Overview

Mole Coloradito is a medium-bodied Oaxacan sauce with a toasted chile aroma and a balanced sweet-savory finish. It is smoother and less heavy than mole negro, and its reddish-brown color gives it its name (“little red”). The sauce is often described as an everyday mole, suitable for regular meals rather than only feast days.

Origin and history

Coloradito is classified as one of the canonical seven moles of Oaxaca, a grouping often cited in regional cookbooks and culinary literature. It is considered a more accessible, less labor-intensive mole than festival preparations such as mole negro or mole rojo. The exact town of origin is not firmly pinned, but it is common throughout the central valleys of Oaxaca. Home cooks and market stalls alike prepare coloradito year‑round, reinforcing its reputation as a daily‑use mole.

What goes in it

  • Key chiles: guajillo (mild, fruity, and bright red) and ancho (sweet, raisiny, and slightly smoky; regional variants exist).
  • Key supporting ingredients: almonds or peanuts, sesame seeds, spices (often cinnamon, cloves, and cumin), a tomato or tomatillo base, and, in some versions, a light touch of chocolate.

How it tastes

Coloradito is reddish-brown and slightly glossy, with a medium body. The dominant flavors are toasted chile and nuttiness, balanced by a mild sweetness and a gentle tang from the tomato or tomatillo. The spice level is low to moderate, and the finish is clean and savory rather than heavy.

Traditional pairings

Chicken is the most common protein, but coloradito also works well with pork. It is served over the meat with rice or warm tortillas on the side. Unlike mole negro, which is reserved for weddings and festivals, coloradito appears on everyday tables and at family gatherings.

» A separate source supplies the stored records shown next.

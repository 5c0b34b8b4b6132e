// src/handlers/comment.rs
//
// Comments hang off a tagged target (course, lesson, quiz or live
// session). Replies carry both parent_id and root_id so a thread loads
// in one query. Deleting is a soft removal; likes toggle.

use axum::{
    Extension, Json,
    extract::{Path, Query, State},
    http::StatusCode,
    response::IntoResponse,
};
use serde_json::json;
use sqlx::{PgPool, Postgres, Transaction};
use validator::Validate;

use crate::{
    error::{AppError, is_unique_violation},
    models::comment::{
        Comment, CommentListParams, CommentResponse, CommentTarget, CreateCommentRequest,
    },
    policy::{self, Role},
    utils::{html::clean_html, jwt::Claims},
};

async fn target_exists(
    pool: &PgPool,
    target: CommentTarget,
    target_id: i64,
) -> Result<bool, AppError> {
    // `table()` only ever yields fixed table names.
    let query = format!("SELECT EXISTS (SELECT 1 FROM {} WHERE id = $1)", target.table());
    let exists: bool = sqlx::query_scalar(&query)
        .bind(target_id)
        .fetch_one(pool)
        .await?;
    Ok(exists)
}

async fn notify(
    tx: &mut Transaction<'_, Postgres>,
    recipient_id: i64,
    sender_id: i64,
    kind: &str,
    target_kind: &str,
    target_id: i64,
    message: &str,
) -> Result<(), AppError> {
    // Users are not notified about their own actions.
    if recipient_id == sender_id {
        return Ok(());
    }
    sqlx::query(
        r#"
        INSERT INTO notifications (recipient_id, sender_id, kind, target_kind, target_id, message)
        VALUES ($1, $2, $3, $4, $5, $6)
        "#,
    )
    .bind(recipient_id)
    .bind(sender_id)
    .bind(kind)
    .bind(target_kind)
    .bind(target_id)
    .bind(message)
    .execute(&mut **tx)
    .await?;
    Ok(())
}

/// Post a comment, or a reply when parent_id is set. Replying notifies
/// the parent's author.
pub async fn create_comment(
    State(pool): State<PgPool>,
    Extension(claims): Extension<Claims>,
    Json(payload): Json<CreateCommentRequest>,
) -> Result<impl IntoResponse, AppError> {
    if let Err(validation_errors) = payload.validate() {
        return Err(AppError::BadRequest(validation_errors.to_string()));
    }

    if !target_exists(&pool, payload.target_kind, payload.target_id).await? {
        return Err(AppError::NotFound(format!(
            "{} not found",
            payload.target_kind.as_str()
        )));
    }

    // A reply must land on the same target; its root is the parent's
    // root, or the parent itself for a first-level reply.
    let parent = match payload.parent_id {
        None => None,
        Some(parent_id) => {
            let parent = sqlx::query_as::<_, Comment>(
                r#"
                SELECT id, user_id, target_kind, target_id, content, parent_id, root_id,
                       is_removed, created_at, updated_at
                FROM comments
                WHERE id = $1
                "#,
            )
            .bind(parent_id)
            .fetch_optional(&pool)
            .await?
            .ok_or(AppError::NotFound("Parent comment not found".to_string()))?;

            if parent.target_kind != payload.target_kind.as_str()
                || parent.target_id != payload.target_id
            {
                return Err(AppError::BadRequest(
                    "Reply must target the same content as its parent".to_string(),
                ));
            }
            Some(parent)
        }
    };

    let root_id = parent.as_ref().map(|p| p.root_id.unwrap_or(p.id));

    let mut tx = pool.begin().await?;

    let comment = sqlx::query_as::<_, Comment>(
        r#"
        INSERT INTO comments (user_id, target_kind, target_id, content, parent_id, root_id)
        VALUES ($1, $2, $3, $4, $5, $6)
        RETURNING id, user_id, target_kind, target_id, content, parent_id, root_id,
                  is_removed, created_at, updated_at
        "#,
    )
    .bind(claims.user_id())
    .bind(payload.target_kind.as_str())
    .bind(payload.target_id)
    .bind(clean_html(&payload.content))
    .bind(payload.parent_id)
    .bind(root_id)
    .fetch_one(&mut *tx)
    .await?;

    if let Some(parent) = &parent {
        notify(
            &mut tx,
            parent.user_id,
            claims.user_id(),
            "reply",
            payload.target_kind.as_str(),
            payload.target_id,
            "Someone replied to your comment",
        )
        .await?;
    }

    tx.commit().await?;

    Ok((StatusCode::CREATED, Json(comment)))
}

/// List comments on a target, oldest first, with author names and like
/// counts. Removed comments keep their slot with blanked content so
/// threads stay intact.
pub async fn list_comments(
    State(pool): State<PgPool>,
    Query(params): Query<CommentListParams>,
) -> Result<impl IntoResponse, AppError> {
    let mut comments = sqlx::query_as::<_, CommentResponse>(
        r#"
        SELECT c.id, c.user_id, u.username, c.target_kind, c.target_id,
               CASE WHEN c.is_removed THEN '' ELSE c.content END AS content,
               c.parent_id, c.root_id,
               (SELECT COUNT(*) FROM comment_likes cl WHERE cl.comment_id = c.id) AS likes_count,
               c.created_at
        FROM comments c
        JOIN users u ON u.id = c.user_id
        WHERE c.target_kind = $1 AND c.target_id = $2
        ORDER BY c.created_at ASC
        "#,
    )
    .bind(params.target_kind.as_str())
    .bind(params.target_id)
    .fetch_all(&pool)
    .await?;

    // Removed leaf comments carry no information; drop the ones nothing
    // replies to.
    let replied_to: std::collections::HashSet<i64> =
        comments.iter().filter_map(|c| c.parent_id).collect();
    comments.retain(|c| !c.content.is_empty() || replied_to.contains(&c.id));

    Ok(Json(comments))
}

/// Soft-delete a comment. The author or an admin.
pub async fn delete_comment(
    State(pool): State<PgPool>,
    Extension(claims): Extension<Claims>,
    Path(id): Path<i64>,
) -> Result<impl IntoResponse, AppError> {
    let author_id: Option<i64> =
        sqlx::query_scalar("SELECT user_id FROM comments WHERE id = $1 AND NOT is_removed")
            .bind(id)
            .fetch_optional(&pool)
            .await?;
    let author_id = author_id.ok_or(AppError::NotFound("Comment not found".to_string()))?;

    if !policy::can_remove_comment(Role::parse(&claims.role), claims.user_id(), author_id) {
        return Err(AppError::Forbidden(
            "You cannot remove this comment".to_string(),
        ));
    }

    sqlx::query("UPDATE comments SET is_removed = TRUE, updated_at = NOW() WHERE id = $1")
        .bind(id)
        .execute(&pool)
        .await?;

    Ok(StatusCode::NO_CONTENT)
}

/// Toggle a like on a comment. Liking notifies the comment's author.
/// Returns the new state and count.
pub async fn toggle_like(
    State(pool): State<PgPool>,
    Extension(claims): Extension<Claims>,
    Path(comment_id): Path<i64>,
) -> Result<impl IntoResponse, AppError> {
    #[derive(sqlx::FromRow)]
    struct TargetRow {
        user_id: i64,
        target_kind: String,
        target_id: i64,
    }
    let comment = sqlx::query_as::<_, TargetRow>(
        "SELECT user_id, target_kind, target_id FROM comments WHERE id = $1 AND NOT is_removed",
    )
    .bind(comment_id)
    .fetch_optional(&pool)
    .await?
    .ok_or(AppError::NotFound("Comment not found".to_string()))?;

    let mut tx = pool.begin().await?;

    let inserted = sqlx::query("INSERT INTO comment_likes (user_id, comment_id) VALUES ($1, $2)")
        .bind(claims.user_id())
        .bind(comment_id)
        .execute(&mut *tx)
        .await;

    let liked = match inserted {
        Ok(_) => {
            notify(
                &mut tx,
                comment.user_id,
                claims.user_id(),
                "like",
                &comment.target_kind,
                comment.target_id,
                "Someone liked your comment",
            )
            .await?;
            true
        }
        Err(e) if is_unique_violation(&e) => {
            // Second like from the same user is the un-like, but the
            // failed insert poisoned the transaction; finish outside it.
            tx.rollback().await?;
            sqlx::query("DELETE FROM comment_likes WHERE user_id = $1 AND comment_id = $2")
                .bind(claims.user_id())
                .bind(comment_id)
                .execute(&pool)
                .await?;
            let likes_count: i64 =
                sqlx::query_scalar("SELECT COUNT(*) FROM comment_likes WHERE comment_id = $1")
                    .bind(comment_id)
                    .fetch_one(&pool)
                    .await?;
            return Ok(Json(json!({ "liked": false, "likes_count": likes_count })));
        }
        Err(e) => return Err(AppError::from(e)),
    };

    tx.commit().await?;

    let likes_count: i64 =
        sqlx::query_scalar("SELECT COUNT(*) FROM comment_likes WHERE comment_id = $1")
            .bind(comment_id)
            .fetch_one(&pool)
            .await?;

    Ok(Json(json!({ "liked": liked, "likes_count": likes_count })))
}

How to make it (overview, not a recipe)

Dried chiles are toasted lightly, then rehydrated in warm water. Nuts and seeds are dry‑toasted until fragrant. The soaked chiles, nuts, seeds, and spices are ground into a paste. That paste is fried in hot oil until it darkens and releases its aroma. Tomato or tomatillo puree is added, and the sauce is thinned with broth and simmered until thickened. A small amount of chocolate may be stirred in near the end.

Where to taste it in LA

Guelaguetza in Koreatown serves Mole Coloradito and includes it in its annual Festival de Moles. Monte Alban in West Los Angeles has also been cited as a restaurant offering coloradito.

Cross-cuisine context

No widely recognized direct analogue exists, but the technique of toasting and grinding nuts and chiles into a sauce is shared with Indian korma pastes and West African groundnut stew. In each case, the base of ground seeds and dried peppers is fried before liquid is added, creating a thick, emulsified sauce with layered toasted flavors.